Exercise: Find the number of lines below in which the word "announcements" appears, and write that number only.

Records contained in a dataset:

• • • •

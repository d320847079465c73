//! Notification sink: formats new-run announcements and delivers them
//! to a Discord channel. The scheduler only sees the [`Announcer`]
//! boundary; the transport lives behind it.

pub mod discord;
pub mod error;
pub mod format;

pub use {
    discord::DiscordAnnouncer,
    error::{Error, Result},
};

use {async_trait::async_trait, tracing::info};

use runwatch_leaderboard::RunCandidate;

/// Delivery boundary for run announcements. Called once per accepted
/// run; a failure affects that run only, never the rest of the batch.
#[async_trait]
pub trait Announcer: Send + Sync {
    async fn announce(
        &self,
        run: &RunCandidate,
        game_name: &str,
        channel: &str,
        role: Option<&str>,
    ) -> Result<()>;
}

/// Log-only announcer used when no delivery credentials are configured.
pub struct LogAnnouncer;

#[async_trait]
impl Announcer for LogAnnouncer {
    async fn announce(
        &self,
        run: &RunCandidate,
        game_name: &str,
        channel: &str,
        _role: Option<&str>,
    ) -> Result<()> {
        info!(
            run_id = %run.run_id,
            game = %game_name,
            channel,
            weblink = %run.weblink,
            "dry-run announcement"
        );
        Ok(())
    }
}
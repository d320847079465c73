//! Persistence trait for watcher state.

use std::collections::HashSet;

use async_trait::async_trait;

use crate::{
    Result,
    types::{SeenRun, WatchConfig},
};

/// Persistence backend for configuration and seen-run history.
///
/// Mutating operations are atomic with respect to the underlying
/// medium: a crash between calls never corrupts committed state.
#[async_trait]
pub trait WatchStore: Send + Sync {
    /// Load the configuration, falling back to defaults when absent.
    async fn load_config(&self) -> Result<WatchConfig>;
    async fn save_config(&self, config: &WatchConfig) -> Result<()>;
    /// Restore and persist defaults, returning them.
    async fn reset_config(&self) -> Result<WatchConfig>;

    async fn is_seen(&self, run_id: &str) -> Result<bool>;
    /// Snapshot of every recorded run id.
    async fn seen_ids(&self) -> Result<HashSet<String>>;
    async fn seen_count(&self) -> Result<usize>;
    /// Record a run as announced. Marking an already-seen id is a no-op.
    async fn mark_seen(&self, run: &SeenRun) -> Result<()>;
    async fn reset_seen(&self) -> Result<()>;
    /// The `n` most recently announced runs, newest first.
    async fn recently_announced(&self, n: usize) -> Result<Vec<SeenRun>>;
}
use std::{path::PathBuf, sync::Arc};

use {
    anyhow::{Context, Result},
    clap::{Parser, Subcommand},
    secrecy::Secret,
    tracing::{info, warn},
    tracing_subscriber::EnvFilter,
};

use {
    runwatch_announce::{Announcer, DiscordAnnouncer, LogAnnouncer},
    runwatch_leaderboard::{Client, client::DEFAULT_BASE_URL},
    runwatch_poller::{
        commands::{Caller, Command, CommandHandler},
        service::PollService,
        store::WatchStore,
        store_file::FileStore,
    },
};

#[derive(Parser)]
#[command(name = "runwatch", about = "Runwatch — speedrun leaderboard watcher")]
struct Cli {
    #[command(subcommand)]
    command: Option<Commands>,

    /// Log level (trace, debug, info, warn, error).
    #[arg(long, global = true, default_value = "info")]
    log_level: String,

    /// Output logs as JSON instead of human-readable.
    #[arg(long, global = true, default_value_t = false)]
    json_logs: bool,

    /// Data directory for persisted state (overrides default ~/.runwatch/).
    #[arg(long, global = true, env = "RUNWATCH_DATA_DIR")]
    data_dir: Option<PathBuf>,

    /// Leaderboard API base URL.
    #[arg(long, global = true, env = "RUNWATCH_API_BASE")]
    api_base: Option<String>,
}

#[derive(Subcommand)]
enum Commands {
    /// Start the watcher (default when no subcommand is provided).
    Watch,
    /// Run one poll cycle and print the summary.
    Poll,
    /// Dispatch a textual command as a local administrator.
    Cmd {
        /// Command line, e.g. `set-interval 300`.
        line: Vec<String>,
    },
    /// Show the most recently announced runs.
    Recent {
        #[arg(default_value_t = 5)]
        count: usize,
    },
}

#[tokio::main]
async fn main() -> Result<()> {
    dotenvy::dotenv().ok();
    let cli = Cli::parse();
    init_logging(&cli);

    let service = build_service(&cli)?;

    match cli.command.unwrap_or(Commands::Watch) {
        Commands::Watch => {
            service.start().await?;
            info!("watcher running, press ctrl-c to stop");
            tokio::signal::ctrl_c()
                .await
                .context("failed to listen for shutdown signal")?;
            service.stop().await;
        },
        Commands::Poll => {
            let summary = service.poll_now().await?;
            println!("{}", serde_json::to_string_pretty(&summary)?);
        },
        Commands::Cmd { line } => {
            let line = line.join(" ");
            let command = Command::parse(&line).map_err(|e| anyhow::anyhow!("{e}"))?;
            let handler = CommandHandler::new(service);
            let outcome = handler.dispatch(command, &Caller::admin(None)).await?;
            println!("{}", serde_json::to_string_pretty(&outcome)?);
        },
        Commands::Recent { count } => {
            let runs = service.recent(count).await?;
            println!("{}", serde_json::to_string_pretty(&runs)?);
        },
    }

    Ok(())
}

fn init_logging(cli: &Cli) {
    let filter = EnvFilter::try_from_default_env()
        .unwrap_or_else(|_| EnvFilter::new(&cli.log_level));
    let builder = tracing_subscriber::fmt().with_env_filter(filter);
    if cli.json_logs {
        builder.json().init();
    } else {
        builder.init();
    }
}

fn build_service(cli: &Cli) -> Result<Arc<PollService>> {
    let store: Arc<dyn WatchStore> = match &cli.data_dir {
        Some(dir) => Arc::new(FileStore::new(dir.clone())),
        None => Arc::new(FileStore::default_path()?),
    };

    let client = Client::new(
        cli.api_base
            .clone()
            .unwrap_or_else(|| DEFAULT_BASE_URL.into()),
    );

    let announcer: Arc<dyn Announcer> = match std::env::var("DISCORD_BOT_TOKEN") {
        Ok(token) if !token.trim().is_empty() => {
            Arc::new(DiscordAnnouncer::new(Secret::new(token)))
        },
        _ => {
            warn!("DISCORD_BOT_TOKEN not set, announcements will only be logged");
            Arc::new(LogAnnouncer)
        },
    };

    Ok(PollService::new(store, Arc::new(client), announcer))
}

• • • •

Answer for the task: 3